There’s something about Monroe, but I can’t put my finger on it.

I put on my gloves, dropped to my stomach, and began wiggling my way through the tunnel, the rope in my hand.

I had never experienced claustrophobia, but after squirming several feet into the hole I sensed the walls pressing in on my shoulders, the ceiling pushing down on my back. I was soon wedged so tightly in the hole that I couldn’t draw a full breath, and a sudden wave of panic sloshed through my mind.

Relax.

I remembered Monroe’s comment from the night before. “Caves have tiny crawl spaces so tight that a man inflicted with the disease of claustrophobia finds himself screaming forgiveness for some long-ago sin.”

All I could move were my fingers and toes, and I could feel a scream growing inside me. I was certain it was just a matter of seconds before I recalled some long-ago sin.

“Pull!” I shouted to Monroe, tightening my gloves around the rope. I felt the tug of the rope and I squirmed forward a few inches.

I wondered how Monroe had made it through. He was much bigger than me—by at least 80 pounds—and he had crawled to the other side without the benefit of someone pulling him.

“Again!” I yelled, alarm coming through in my voice.

I jerked forward.

As I drew near Monroe’s headlamp, the wave of terror passed, and in a few seconds, Monroe pulling all the way, I crawled out the other side, a quiet sigh of relief passing over my lips.

“You okay, Pablo?”

“Yeah, fine,” I said, gulping air and climbing to my feet. “I just hope …” I cleared the lingering panic from my head. “I just hope that’s the last hole we have to crawl through.”

I surveyed my new surroundings. It was a small chamber connected to two passageways. They forked off at 45-degree angles. I couldn’t remember the map showing the fork.

But first things first, and I dropped to my knees next to Monroe and yelled down the crawl space. “Send Pia through!”

From the other end came Kiki’s voice. It was no more than a murmur, and I strained to hear my cousin’s words.

I poked my head into the tunnel. “What’d you say, Kiki?”

Her choked words spiraled feebly down the black hole. “I said we have … company.”

15

“Pablo, there’s a really big bear in here,” Pia said from the other end of the narrow tunnel, her words sounding frightened and distant.

Crouched beside me near the black hole, Monroe’s eyes flashed alarm. “The bear smells our food!”

Turning back to the tunnel, desperation in my voice, I shouted, “Pia! Kiki! Blow your whistles! Scare it away!”

“No!” Monroe cried, pushing me aside. “That’ll just make—”

That’ll just make the bear mad, is what Monroe wanted to say, but his warning was muffled by the deafening shrill of whistles. The head-splitting screech echoed throughout the cave like a hundred smoke alarms. In the next moment the whistles quieted and a thunderous growl erupted from the hole like a cannon shot.

Kiki’s frantic voice spilled out of the hole, “Pia’s coming through! Pull!”

Monroe and I grabbed a section of rope and began pulling. Hand over hand we heaved the taut rope, the bear’s rumbling snarls booming through the cave. Pia’s faint squeals signaled her approach, and in a few seconds she was safely through the tunnel.

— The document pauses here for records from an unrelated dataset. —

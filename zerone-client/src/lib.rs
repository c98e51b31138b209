//! High-level RPC client (spec.md §4.6, §4.8, §4.9): connection pool, fail
//! policies and the `Client` that composes them with a routing table and a
//! balance policy.

pub mod client;
pub mod connect;
pub mod fail;
pub mod pool;

pub use client::{BroadcastResult, Client};
pub use connect::{dial_tcp, TcpClientCodec, TcpWireClient};
pub use fail::FailPolicy;
pub use pool::ConnectionPool;
//! Structured error model (spec.md §4.2, §7).

use std::error;
use std::fmt;
use std::io;

use crate::code;

/// An error carrying `{code, description, cause, origin}` that can cross the
/// wire (spec.md §3 `ResponseHeader.error`, §4.2).
#[derive(Debug, Clone, PartialEq, Eq, Default)]
pub struct StructuredError {
    pub code: i32,
    pub description: String,
    pub cause: String,
    pub origin: String,
}

impl StructuredError {
    /// An error with every field zero/empty, meaning "no error" on the wire.
    pub fn ok() -> Self {
        Self::default()
    }

    pub fn is_ok(&self) -> bool {
        self.code == code::OK
    }

    pub fn new(code: i32, cause: impl Into<String>) -> Self {
        let cause = cause.into();
        Self {
            code,
            description: code::describe(code),
            cause,
            origin: String::new(),
        }
    }

    /// Fill `origin` unless it is already set, matching the server-side
    /// normalization rule in spec.md §4.5 and §7: nested services keep the
    /// origin closest to where the error actually occurred.
    pub fn with_origin_if_empty(mut self, origin: &str) -> Self {
        if self.origin.is_empty() {
            self.origin = origin.to_string();
        }
        self
    }
}

impl fmt::Display for StructuredError {
    fn fmt(&self, f: &mut fmt::Formatter<'_>) -> fmt::Result {
        write!(f, "{}: {}", code::describe(self.code), self.cause)?;
        if !self.origin.is_empty() {
            write!(f, " (origin: {})", self.origin)?;
        }
        Ok(())
    }
}

impl error::Error for StructuredError {}

impl From<&dyn error::Error> for StructuredError {
    fn from(e: &dyn error::Error) -> Self {
        StructuredError::new(code::UNKNOWN, e.to_string())
    }
}

/// Transport-level errors (spec.md §7): local shutdown, peer unavailability
/// and per-call timeout. These are distinguished from [`StructuredError`]
/// because fail policies (zerone-client) must match on them directly rather
/// than by inspecting a numeric code.
#[derive(Debug, Clone, Copy, PartialEq, Eq)]
pub enum TransportError {
    /// The local wire-client or connection pool has been closed.
    Shutdown,
    /// The peer closed the connection; the wire-client is no longer usable.
    Unavailable,
    /// A per-call timeout fired before a response arrived.
    Timeout,
}

impl fmt::Display for TransportError {
    fn fmt(&self, f: &mut fmt::Formatter<'_>) -> fmt::Result {
        let s = match self {
            Self::Shutdown => "shutdown",
            Self::Unavailable => "unavailable",
            Self::Timeout => "timeout",
        };
        f.write_str(s)
    }
}

impl error::Error for TransportError {}

/// Top level error type returned by the wire engine and its callers.
#[derive(Debug)]
#[non_exhaustive]
pub enum Error {
    Transport(TransportError),
    Protocol(StructuredError),
    Io(io::Error),
    /// The pending registry already held a `Call` for a freshly-allocated
    /// sequence number (spec.md §4.4 step 4) — an internal invariant
    /// violation, not something callers can trigger under normal use.
    DuplicateSequence(u64),
    /// A codec-level decode/encode failure that isn't otherwise classified.
    Codec(Box<dyn error::Error + Send + Sync>),
}

impl fmt::Display for Error {
    fn fmt(&self, f: &mut fmt::Formatter<'_>) -> fmt::Result {
        match self {
            Self::Transport(e) => fmt::Display::fmt(e, f),
            Self::Protocol(e) => fmt::Display::fmt(e, f),
            Self::Io(e) => fmt::Display::fmt(e, f),
            Self::DuplicateSequence(seq) => write!(f, "duplicate pending sequence: {seq}"),
            Self::Codec(e) => fmt::Display::fmt(e, f),
        }
    }
}

impl error::Error for Error {
    fn source(&self) -> Option<&(dyn error::Error + 'static)> {
        match self {
            Self::Transport(e) => Some(e),
            Self::Protocol(e) => Some(e),
            Self::Io(e) => Some(e),
            Self::DuplicateSequence(_) => None,
            Self::Codec(e) => Some(e.as_ref()),
        }
    }
}

impl From<TransportError> for Error {
    fn from(e: TransportError) -> Self {
        Self::Transport(e)
    }
}

impl From<StructuredError> for Error {
    fn from(e: StructuredError) -> Self {
        Self::Protocol(e)
    }
}

impl From<io::Error> for Error {
    fn from(e: io::Error) -> Self {
        Self::Io(e)
    }
}

impl Error {
    /// `true` for the one error that must abort a fail-policy retry loop
    /// immediately (spec.md §4.8, §9: Failtry/Failover never re-pick after
    /// `Shutdown`, the client is irrecoverably gone).
    pub fn is_shutdown(&self) -> bool {
        matches!(self, Self::Transport(TransportError::Shutdown))
    }

    /// Turn any error into the wire `StructuredError` shape, used when a
    /// server normalizes a handler's return value (spec.md §4.5, §7).
    pub fn into_structured(self, default_origin: &str) -> StructuredError {
        match self {
            Self::Protocol(e) => e.with_origin_if_empty(default_origin),
            other => StructuredError::new(code::UNKNOWN, other.to_string()).with_origin_if_empty(default_origin),
        }
    }
}
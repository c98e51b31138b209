//! Per-invocation context handed to a server method (spec.md §4.5: "the
//! handler receives a fresh context carrying the request's `traceID` and
//! `verbose`"). Stands in for the `context.Context` argument every
//! registered method takes in the source; since this core has no
//! cross-process cancellation (spec.md §1 Non-goals), the only things
//! worth propagating are these two wire-carried scalars.

/// Built fresh by the server half for every dispatched request (spec.md
/// §4.5) and passed to the handler closure a [`crate::error::StructuredError`]-returning
/// method was registered with.
#[derive(Debug, Clone, Default)]
pub struct Context {
    pub trace_id: String,
    pub verbose: i32,
}

impl Context {
    pub fn new(trace_id: impl Into<String>, verbose: i32) -> Self {
        Self { trace_id: trace_id.into(), verbose }
    }
}
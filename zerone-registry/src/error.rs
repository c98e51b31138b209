use std::fmt;

/// Failure registering a class or method (spec.md §4.3: "double registration
/// of a class name fails").
#[derive(Debug)]
pub enum RegistryError {
    DuplicateClass(String),
    EmptyClass(String),
}

impl fmt::Display for RegistryError {
    fn fmt(&self, f: &mut fmt::Formatter<'_>) -> fmt::Result {
        match self {
            Self::DuplicateClass(name) => write!(f, "class already registered: {name}"),
            Self::EmptyClass(name) => write!(f, "class {name} has no registered methods"),
        }
    }
}

impl std::error::Error for RegistryError {}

“You have to save Kiki,” Pia gasped, crawling out of the hole, her face looking somehow older than her nine years. “You just have to, Pablo!”

From the other end of the tunnel Kiki uttered such a bloodcurdling shriek that I thought it might be her last. I pictured the bear tearing her into edible bites.

Another thunderous growl, a softer snarl, and then silence.

My heart was banging so hard in my chest I thought it might blow up.

“Oh, Pablo …” Pia whispered, sitting on the cave floor beside the hole, her hands laced together in a prayer-like fist.

“Kiki!” I yelled.

More silence.

Then, from the other end of the tunnel, Kiki screamed. “Pull!”

Monroe and I again gripped a piece of rope and pulled. My fingers tightening around the rope, I felt a great tug on my arms. The rope tightened, but wouldn’t give.